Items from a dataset
'''

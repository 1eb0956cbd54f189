// ── Reactive store ──
//
// Namespaced reroute slices behind a single dispatch lock. Every action is
// reduced and fanned out to its coordinator and to observers inside the
// same critical section, so all consumers see one FIFO order.

use std::collections::HashMap;
use std::sync::{Arc, Mutex, MutexGuard, PoisonError};

use dashmap::DashMap;
use dashmap::mapref::entry::Entry;
use tokio::runtime::Handle;
use tokio::sync::{broadcast, mpsc, watch};
use tokio_util::sync::CancellationToken;
use tracing::{debug, trace, warn};

use crate::action::{Action, RerouteAction};
use crate::coordinator::{CoordinatorHandle, CoordinatorState, NavigationFailure};
use crate::reroute::Reroute;
use crate::slice::{RerouteState, reduce};

const FAILURE_CHANNEL_SIZE: usize = 64;

/// An action as seen by a coordinator: the action plus the namespace's
/// root epoch right after it was reduced.
pub(crate) struct Dispatched {
    pub action: Action,
    pub root_epoch: u64,
}

/// Single-writer store holding one [`RerouteState`] per namespace.
///
/// Cheaply cloneable. Registering an instance spawns its coordinator on the
/// current tokio runtime; [`shutdown()`](Self::shutdown) stops them all.
#[derive(Clone)]
pub struct Store {
    inner: Arc<StoreInner>,
}

struct StoreInner {
    /// Guarded by one lock: this is the single writer.
    state: Mutex<StoreState>,
    coordinators: DashMap<Arc<str>, CoordinatorHandle>,
    failures: broadcast::Sender<Arc<NavigationFailure>>,
    cancel: CancellationToken,
}

#[derive(Default)]
struct StoreState {
    slices: HashMap<Arc<str>, Slice>,
    observers: Vec<mpsc::UnboundedSender<Action>>,
}

struct Slice {
    state: watch::Sender<RerouteState>,
    /// Bumped by every reduced `takeRoot`.
    root_epoch: u64,
    /// Feed of the namespace's coordinator, once registered.
    tap: Option<mpsc::UnboundedSender<Dispatched>>,
}

impl Slice {
    fn new() -> Self {
        let (state, _) = watch::channel(RerouteState::default());
        Self {
            state,
            root_epoch: 0,
            tap: None,
        }
    }
}

impl Store {
    pub fn new() -> Self {
        let (failures, _) = broadcast::channel(FAILURE_CHANNEL_SIZE);
        Self {
            inner: Arc::new(StoreInner {
                state: Mutex::new(StoreState::default()),
                coordinators: DashMap::new(),
                failures,
                cancel: CancellationToken::new(),
            }),
        }
    }

    // ── Registration ─────────────────────────────────────────────

    /// Install the instance's slice and spawn its coordinator.
    ///
    /// Idempotent per namespace: returns `true` only for the call that
    /// actually registered. Refused (`false`) after shutdown or outside a
    /// tokio runtime.
    pub fn register(&self, reroute: &Reroute) -> bool {
        if self.inner.cancel.is_cancelled() {
            warn!(namespace = reroute.namespace(), "store is shut down; not registering");
            return false;
        }

        if Handle::try_current().is_err() {
            warn!(namespace = reroute.namespace(), "no tokio runtime; not registering");
            return false;
        }

        let namespace = Arc::clone(reroute.namespace_arc());
        let Entry::Vacant(vacant) = self.inner.coordinators.entry(Arc::clone(&namespace)) else {
            return false;
        };

        let (tap, taps) = mpsc::unbounded_channel();
        {
            let mut state = self.lock();
            state
                .slices
                .entry(Arc::clone(&namespace))
                .or_insert_with(Slice::new)
                .tap = Some(tap);
        }

        let handle = CoordinatorHandle::spawn(
            Arc::clone(&namespace),
            self.clone(),
            taps,
            self.inner.cancel.child_token(),
        );
        vacant.insert(handle);
        debug!(namespace = %namespace, "registered reroute");
        true
    }

    pub fn is_registered(&self, namespace: &str) -> bool {
        self.inner.coordinators.contains_key(namespace)
    }

    // ── Dispatch ─────────────────────────────────────────────────

    /// Reduce `action` into its namespace's slice, then hand it to the
    /// coordinator and every observer. Actions for namespaces without a
    /// slice only reach observers. Dropped once the store is shut down.
    pub fn dispatch(&self, action: Action) {
        self.apply(action, None);
    }

    /// Dispatch on behalf of a root. Dropped (returns `false`) when a newer
    /// `takeRoot` has been reduced since the root was taken.
    pub(crate) fn dispatch_from_root(&self, root_epoch: u64, action: Action) -> bool {
        self.apply(action, Some(root_epoch))
    }

    fn apply(&self, action: Action, root_epoch: Option<u64>) -> bool {
        if self.is_shut_down() {
            debug!(action = %action, "store is shut down; dropping action");
            return false;
        }
        let mut state = self.lock();

        match state.slices.get_mut(action.namespace()) {
            Some(slice) => {
                if root_epoch.is_some_and(|epoch| epoch != slice.root_epoch) {
                    return false;
                }
                if matches!(action.payload(), RerouteAction::TakeRoot { .. }) {
                    slice.root_epoch += 1;
                }
                slice
                    .state
                    .send_modify(|current| reduce(current, action.payload()));
                if let Some(tap) = &slice.tap {
                    let _ = tap.send(Dispatched {
                        action: action.clone(),
                        root_epoch: slice.root_epoch,
                    });
                }
            }
            None if root_epoch.is_some() => return false,
            None => {}
        }

        trace!(action = %action, "dispatched");
        state.observers.retain(|tx| tx.send(action.clone()).is_ok());
        true
    }

    // ── State observation ────────────────────────────────────────

    /// Current state of `namespace`; the default state if it has no slice.
    pub fn state(&self, namespace: &str) -> RerouteState {
        self.lock()
            .slices
            .get(namespace)
            .map(|slice| slice.state.borrow().clone())
            .unwrap_or_default()
    }

    /// Subscribe to every state change of `namespace`, creating its slice
    /// if needed.
    pub fn subscribe(&self, namespace: &str) -> watch::Receiver<RerouteState> {
        let mut state = self.lock();
        if let Some(slice) = state.slices.get(namespace) {
            return slice.state.subscribe();
        }
        let slice = Slice::new();
        let receiver = slice.state.subscribe();
        state.slices.insert(Arc::from(namespace), slice);
        receiver
    }

    /// Receive every action dispatched from now on, in dispatch order.
    pub fn actions(&self) -> mpsc::UnboundedReceiver<Action> {
        let (tx, rx) = mpsc::unbounded_channel();
        self.lock().observers.push(tx);
        rx
    }

    /// Subscribe to facility failures raised while handling intents.
    pub fn failures(&self) -> broadcast::Receiver<Arc<NavigationFailure>> {
        self.inner.failures.subscribe()
    }

    /// Lifecycle of the coordinator registered for `namespace`.
    pub fn coordinator_state(&self, namespace: &str) -> Option<watch::Receiver<CoordinatorState>> {
        self.inner
            .coordinators
            .get(namespace)
            .map(|handle| handle.state())
    }

    pub(crate) fn root_epoch(&self, namespace: &str) -> Option<u64> {
        self.lock()
            .slices
            .get(namespace)
            .map(|slice| slice.root_epoch)
    }

    pub(crate) fn publish_failure(&self, failure: NavigationFailure) {
        let _ = self.inner.failures.send(Arc::new(failure));
    }

    // ── Lifecycle ────────────────────────────────────────────────

    /// Stop every coordinator, closing their history channels, and wait
    /// for them to finish. Later registrations are refused.
    pub async fn shutdown(&self) {
        self.inner.cancel.cancel();

        let namespaces: Vec<Arc<str>> = self
            .inner
            .coordinators
            .iter()
            .map(|entry| Arc::clone(entry.key()))
            .collect();
        for namespace in namespaces {
            if let Some((_, handle)) = self.inner.coordinators.remove(&namespace) {
                handle.join().await;
            }
        }
        debug!("store shut down");
    }

    pub fn is_shut_down(&self) -> bool {
        self.inner.cancel.is_cancelled()
    }

    /// Resolves once [`shutdown()`](Self::shutdown) has been called.
    pub async fn closed(&self) {
        self.inner.cancel.cancelled().await;
    }

    fn lock(&self) -> MutexGuard<'_, StoreState> {
        self.inner
            .state
            .lock()
            .unwrap_or_else(PoisonError::into_inner)
    }
}

impl Default for Store {
    fn default() -> Self {
        Self::new()
    }
}

impl std::fmt::Debug for Store {
    fn fmt(&self, f: &mut std::fmt::Formatter<'_>) -> std::fmt::Result {
        f.debug_struct("Store")
            .field("coordinators", &self.inner.coordinators.len())
            .field("shut_down", &self.is_shut_down())
            .finish_non_exhaustive()
    }
}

'''

◆ WORK ITEM:
Set down, please, the lines from the line holding "Self::new()" through the final line of the data, exactly and with nothing added.

◆ EXERCISE ANSWER:
        Self::new()
    }
}

impl std::fmt::Debug for Store {
    fn fmt(&self, f: &mut std::fmt::Formatter<'_>) -> std::fmt::Result {
        f.debug_struct("Store")
            .field("coordinators", &self.inner.coordinators.len())
            .field("shut_down", &self.is_shut_down())
            .finish_non_exhaustive()
    }
}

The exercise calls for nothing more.